Package managers are software tools used for automating the process of installing, upgrading, configuring, and removing software on computer systems. They have become an essential part of modern computing, and they have a long and storied history.
The origins of package managers can be traced back to the early days of Unix in the 1970s. The first package management system was created by a group of developers at the University of California, Berkeley, who created a tool called “ports” to simplify the installation of software on their Unix system.
In the 1980s, a new package management system called “RPM” (Red Hat Package Manager) was developed by Red Hat, which is still widely used on Linux systems today. Another popular package manager, “dpkg,” was developed for the Debian Linux distribution around the same time.
In the 1990s, package managers began to evolve beyond the Unix and Linux worlds. In 1993, Apple released the Macintosh operating system version 7.6, which included a package manager called “Installer.” Microsoft introduced the “Windows Installer” in 1999, a component of the Windows operating system that enabled the installation and management of software packages in use today.
Since then, package managers have continued to evolve and improve. Today, they are an essential part of the software development process, enabling developers to easily manage dependencies and automate the installation and configuration of software across a wide range of platforms and operating systems.
In addition to the traditional package managers that are installed on a user’s computer, there are also cloud-based package managers that enable developers to manage their software dependencies in a cloud environment. These package managers, such as npm for Node.js, have become an essential part of modern web development.
As you may already know, “winget” is an exciting new package manager for Windows that has the potential to revolutionize the way we install and manage software on our machines. Winget is a package manager for Windows developed by Microsoft. It allows users to quickly discover, install, upgrade, and remove software packages from the command line or through a graphical user interface (GUI).
With winget, users can search for packages using keywords and install or update them with a single command. It also supports silent installation for automation purposes.
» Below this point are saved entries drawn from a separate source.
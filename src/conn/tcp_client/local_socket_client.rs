use crate::{ConnectParams, Endpoint, PgError, PgResult};
use std::os::unix::net::UnixStream;

#[derive(Debug)]
pub struct LocalSocketClient {
    params: ConnectParams,
    reader: UnixStream,
    writer: UnixStream,
}

impl LocalSocketClient {
    // Returns an initialized Unix-domain socket connection.
    pub fn try_new(params: ConnectParams) -> PgResult<Self> {
        let Endpoint::Local { ref path } = *params.endpoint() else {
            return Err(PgError::Usage("endpoint is not a Unix-domain socket"));
        };
        let stream = UnixStream::connect(path)?;
        Ok(Self {
            writer: stream.try_clone()?,
            reader: stream,
            params,
        })
    }

    pub fn connect_params(&self) -> &ConnectParams {
        &self.params
    }

    pub fn writer(&mut self) -> &mut UnixStream {
        &mut self.writer
    }

    pub fn reader(&mut self) -> &mut UnixStream {
        &mut self.reader
    }
}
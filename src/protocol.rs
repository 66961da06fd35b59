// The wire protocol: big-endian primitive helpers, the frontend request
// builder, and the backend reply parser.
//
// Frontend and backend message codes overlap (`S` is the client Sync and the
// server ParameterStatus, `H` is the client Flush and the server
// CopyOutResponse); the two code tables are therefore kept strictly apart:
// frontend codes live only in `request`, backend codes only in `reply`.

pub mod parts;
mod reply;
mod request;
pub(crate) mod util_sync;

pub(crate) use self::{reply::ServerMessage, request::Request};
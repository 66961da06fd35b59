use crate::{protocol::util_sync, PgResult};
use byteorder::ReadBytesExt;

/// A notice-style message from the server.
///
/// `NoticeResponse`, `ErrorResponse` and `NotificationResponse` share one
/// payload structure: a sequence of fields, each a type byte followed by a
/// NUL-terminated value, closed by a single NUL. Only the severity (`S`) and
/// message (`M`) fields are retained; command-completion tags are wrapped
/// with an empty severity.
///
/// The session surfaces these as formatted strings (`SEVERITY: message`)
/// through its notification queue, also for errors; an `ErrorResponse`
/// terminates the current query but not the session.
#[derive(Clone, Debug, Eq, PartialEq)]
pub struct ServerNotice {
    severity: String,
    text: String,
}

impl ServerNotice {
    /// The severity field, e.g. `ERROR` or `NOTICE`; empty for command tags.
    pub fn severity(&self) -> &str {
        &self.severity
    }
    /// The human-readable message.
    pub fn text(&self) -> &str {
        &self.text
    }

    pub(crate) fn from_tag(tag: String) -> Self {
        Self {
            severity: String::new(),
            text: tag,
        }
    }

    // Parses the notice fields; unknown field types are skipped, trailing
    // bytes after the terminator are tolerated.
    pub(crate) fn parse(rdr: &mut dyn std::io::Read) -> PgResult<Self> {
        let mut severity = String::new();
        let mut text = String::new();
        loop {
            let field_type = rdr.read_u8()?;
            if field_type == 0 {
                break;
            }
            let value = util_sync::read_cstring(rdr)?;
            match field_type {
                b'S' => severity = value,
                b'M' => text = value,
                _ => {}
            }
        }
        let notice = Self { severity, text };
        debug!("ServerNotice::parse(): {notice}");
        Ok(notice)
    }
}

impl std::fmt::Display for ServerNotice {
    fn fmt(&self, fmt: &mut std::fmt::Formatter) -> std::fmt::Result {
        write!(fmt, "{}: {}", self.severity, self.text)
    }
}
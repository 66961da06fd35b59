// The connection endpoint description, the blocking transports, and the
// session's state sum types.

mod params;
mod session_state;
mod tcp_client;

pub use params::{
    connect_params::{ConnectParams, Endpoint},
    connect_params_builder::ConnectParamsBuilder,
};
pub use session_state::{BufferFormat, SessionState, TransactionStatus};

pub(crate) use session_state::BackendKey;
pub(crate) use tcp_client::TcpClient;
pub mod cart;
pub mod errors;
pub mod inventory;
pub mod order;
pub mod payment;
pub mod ports;
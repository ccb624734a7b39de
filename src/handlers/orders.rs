use actix_web::{web, HttpResponse};
use bigdecimal::{BigDecimal, RoundingMode};
use serde::{Deserialize, Serialize};
use serde_json::Value;
use utoipa::ToSchema;

use crate::application::order_service::{CheckoutRequest, OrderService};
use crate::auth::AuthenticatedUser;
use crate::domain::order::{OrderItemView, OrderPage, OrderView, ProductSummary};
use crate::errors::AppError;
use crate::infrastructure::order_repo::DieselOrderRepository;
use crate::jsend::JSend;

pub type Orders = OrderService<DieselOrderRepository>;

// ── Request / response DTOs ──────────────────────────────────────────────────

#[derive(Debug, Deserialize, ToSchema)]
#[serde(rename_all = "camelCase")]
pub struct CreateOrderRequest {
    /// Cart lines, e.g. `[{"productId": 5, "quantity": 2}]`. Repeated products are summed.
    #[schema(value_type = Vec<Object>)]
    pub items: Option<Value>,
    /// Payment method name, e.g. "CreditCard"
    pub payment_method: Option<String>,
    /// Method-specific fields. For "CreditCard": cardNumber, cvv, expirationMonth,
    /// expirationYear, fullName and optionally currency, description, reference.
    #[schema(value_type = Object)]
    pub payment_details: Option<Value>,
}

#[derive(Debug, Serialize, ToSchema)]
pub struct ProductSummaryResponse {
    pub id: i32,
    pub name: String,
    pub slug: String,
    pub price: String,
}

#[derive(Debug, Serialize, ToSchema)]
#[serde(rename_all = "camelCase")]
pub struct OrderItemResponse {
    pub id: i32,
    pub product_id: i32,
    pub quantity: i32,
    /// Price per unit at checkout time, as a decimal string
    pub unit_price: String,
    pub product: Option<ProductSummaryResponse>,
}

#[derive(Debug, Serialize, ToSchema)]
#[serde(rename_all = "camelCase")]
pub struct OrderResponse {
    pub id: i32,
    pub user_id: i32,
    pub status: String,
    pub total_amount: String,
    pub created_at: String,
    pub updated_at: String,
    pub items: Vec<OrderItemResponse>,
}

#[derive(Debug, Serialize, ToSchema)]
#[serde(rename_all = "camelCase")]
pub struct OrderPageResponse {
    pub orders: Vec<OrderResponse>,
    pub total_count: i64,
    pub page: i64,
    pub page_size: i64,
    pub total_pages: i64,
}

fn money(value: &BigDecimal) -> String {
    value.with_scale_round(2, RoundingMode::HalfUp).to_string()
}

impl From<ProductSummary> for ProductSummaryResponse {
    fn from(p: ProductSummary) -> Self {
        Self {
            id: p.id,
            name: p.name,
            slug: p.slug,
            price: money(&p.price),
        }
    }
}

impl From<OrderItemView> for OrderItemResponse {
    fn from(item: OrderItemView) -> Self {
        Self {
            id: item.id,
            product_id: item.product_id,
            quantity: item.quantity,
            unit_price: money(&item.unit_price),
            product: item.product.map(Into::into),
        }
    }
}

impl From<OrderView> for OrderResponse {
    fn from(order: OrderView) -> Self {
        Self {
            id: order.id,
            user_id: order.user_id,
            status: order.status.to_string(),
            total_amount: money(&order.total_amount),
            created_at: order.created_at.to_rfc3339(),
            updated_at: order.updated_at.to_rfc3339(),
            items: order.items.into_iter().map(Into::into).collect(),
        }
    }
}

impl From<OrderPage> for OrderPageResponse {
    fn from(page: OrderPage) -> Self {
        Self {
            orders: page.orders.into_iter().map(Into::into).collect(),
            total_count: page.total_count,
            page: page.page,
            page_size: page.page_size,
            total_pages: page.total_pages,
        }
    }
}

// ── Pagination ───────────────────────────────────────────────────────────────

/// Values are parsed leniently: anything that is not a positive integer
/// falls back to the default.
#[derive(Debug, Deserialize, ToSchema)]
pub struct ListOrdersParams {
    /// Page number (1-based). Defaults to 1.
    pub page: Option<String>,
    /// Items per page. Defaults to 10, maximum 100.
    #[serde(alias = "pageSize")]
    pub limit: Option<String>,
}

fn lenient_int(value: Option<&str>) -> Option<i64> {
    value.and_then(|v| v.trim().parse().ok())
}

// ── Handlers ─────────────────────────────────────────────────────────────────

/// POST /orders
///
/// Validates the cart against current stock, charges the payment method and
/// records the completed order. Nothing is persisted when any step fails.
#[utoipa::path(
    post,
    path = "/orders",
    request_body = CreateOrderRequest,
    responses(
        (status = 201, description = "Order paid and created (JSend success)", body = OrderResponse),
        (status = 400, description = "Invalid cart, insufficient stock or bad payment details"),
        (status = 401, description = "Missing or invalid bearer token"),
        (status = 402, description = "Payment rejected by the provider"),
        (status = 500, description = "Internal server error"),
    ),
    security(("bearer_auth" = [])),
    tag = "orders"
)]
pub async fn create_order(
    orders: web::Data<Orders>,
    user: AuthenticatedUser,
    body: web::Json<CreateOrderRequest>,
) -> Result<HttpResponse, AppError> {
    let body = body.into_inner();
    let request = CheckoutRequest {
        items: body.items,
        payment_method: body.payment_method,
        payment_details: body.payment_details,
    };

    let order = web::block(move || orders.create_order(user.0, request))
        .await
        .map_err(|e| AppError::Internal(e.to_string()))??;

    Ok(HttpResponse::Created().json(JSend::success(OrderResponse::from(order))))
}

/// GET /orders/{id}
///
/// Returns one of the caller's orders with its items. Orders owned by
/// someone else are reported as not found.
#[utoipa::path(
    get,
    path = "/orders/{id}",
    params(
        ("id" = i32, Path, description = "Order id"),
    ),
    responses(
        (status = 200, description = "Order found (JSend success)", body = OrderResponse),
        (status = 401, description = "Missing or invalid bearer token"),
        (status = 404, description = "Order not found"),
        (status = 500, description = "Internal server error"),
    ),
    security(("bearer_auth" = [])),
    tag = "orders"
)]
pub async fn get_order(
    orders: web::Data<Orders>,
    user: AuthenticatedUser,
    path: web::Path<String>,
) -> Result<HttpResponse, AppError> {
    let order_id: i32 = path.trim().parse().map_err(|_| AppError::NotFound)?;

    let order = web::block(move || orders.get_order(user.0, order_id))
        .await
        .map_err(|e| AppError::Internal(e.to_string()))??;

    Ok(HttpResponse::Ok().json(JSend::success(OrderResponse::from(order))))
}

/// GET /orders
///
/// Returns the caller's orders, newest first, with their items.
/// Use `page` (1-based) and `limit` (or `pageSize`) to control pagination.
#[utoipa::path(
    get,
    path = "/orders",
    params(
        ("page" = Option<i64>, Query, description = "Page number (1-based, default 1)"),
        ("limit" = Option<i64>, Query, description = "Items per page (default 10, max 100)"),
    ),
    responses(
        (status = 200, description = "Paginated list of orders (JSend success)", body = OrderPageResponse),
        (status = 401, description = "Missing or invalid bearer token"),
        (status = 500, description = "Internal server error"),
    ),
    security(("bearer_auth" = [])),
    tag = "orders"
)]
pub async fn list_orders(
    orders: web::Data<Orders>,
    user: AuthenticatedUser,
    query: web::Query<ListOrdersParams>,
) -> Result<HttpResponse, AppError> {
    let params = query.into_inner();
    let page = lenient_int(params.page.as_deref());
    let limit = lenient_int(params.limit.as_deref());

    let result = web::block(move || orders.list_orders(user.0, page, limit))
        .await
        .map_err(|e| AppError::Internal(e.to_string()))??;

    Ok(HttpResponse::Ok().json(JSend::success(OrderPageResponse::from(result))))
}

#[cfg(test)]
mod tests {
    use std::str::FromStr;

    use chrono::Utc;

    use super::*;
    use crate::domain::order::OrderStatus;

    #[test]
    fn order_response_renders_money_with_two_decimals() {
        let now = Utc::now();
        let order = OrderView {
            id: 1,
            user_id: 2,
            status: OrderStatus::Completed,
            total_amount: BigDecimal::from(41),
            created_at: now,
            updated_at: now,
            items: vec![OrderItemView {
                id: 3,
                product_id: 4,
                quantity: 2,
                unit_price: BigDecimal::from_str("20.5").unwrap(),
                product: None,
            }],
        };

        let body = serde_json::to_value(OrderResponse::from(order)).unwrap();

        assert_eq!(body["totalAmount"], "41.00");
        assert_eq!(body["status"], "COMPLETED");
        assert_eq!(body["userId"], 2);
        assert_eq!(body["items"][0]["unitPrice"], "20.50");
        assert_eq!(body["items"][0]["productId"], 4);
    }

    #[test]
    fn pagination_values_parse_leniently() {
        assert_eq!(lenient_int(Some("3")), Some(3));
        assert_eq!(lenient_int(Some(" -1 ")), Some(-1));
        assert_eq!(lenient_int(Some("abc")), None);
        assert_eq!(lenient_int(None), None);
    }
}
To use winget, you must have Windows 10 version 1809 or later installed and have the winget tool installed on your system. Winget can be downloaded and installed from the Microsoft Store or the GitHub repository. Below is a link to App Installer in the Microsoft store in case your system is missing winget.
Here are some examples of common winget commands:
- winget search <package>: Search for a package by name or description.
- winget install <package>: Install a package.
- winget upgrade: Upgrade all installed packages to their latest versions.
- winget show <package>: Show information about a package.
- winget source: Manage package sources.
Overall, winget is a valuable tool for managing software on Windows, especially for developers and system administrators who need to manage many systems. I think WinGet is set to replace the legacy Windows Store and will be integrated with almost every Microsoft application management technology. This standardization means that packagers and system administrators must understand this technology’s deeper requirements and limitations as they modernize their application delivery infrastructure.
As we move towards a more cloud-based computing model, tools like winget will become increasingly important. By enabling us to install and manage software packages, winget will help to reduce the complexity and overhead associated with traditional software delivery methods by providing a more standardized delivery and installation method.
I believe that winget is the future of software delivery for Windows, and I encourage you to explore this exciting new technology to see how it can benefit your organization.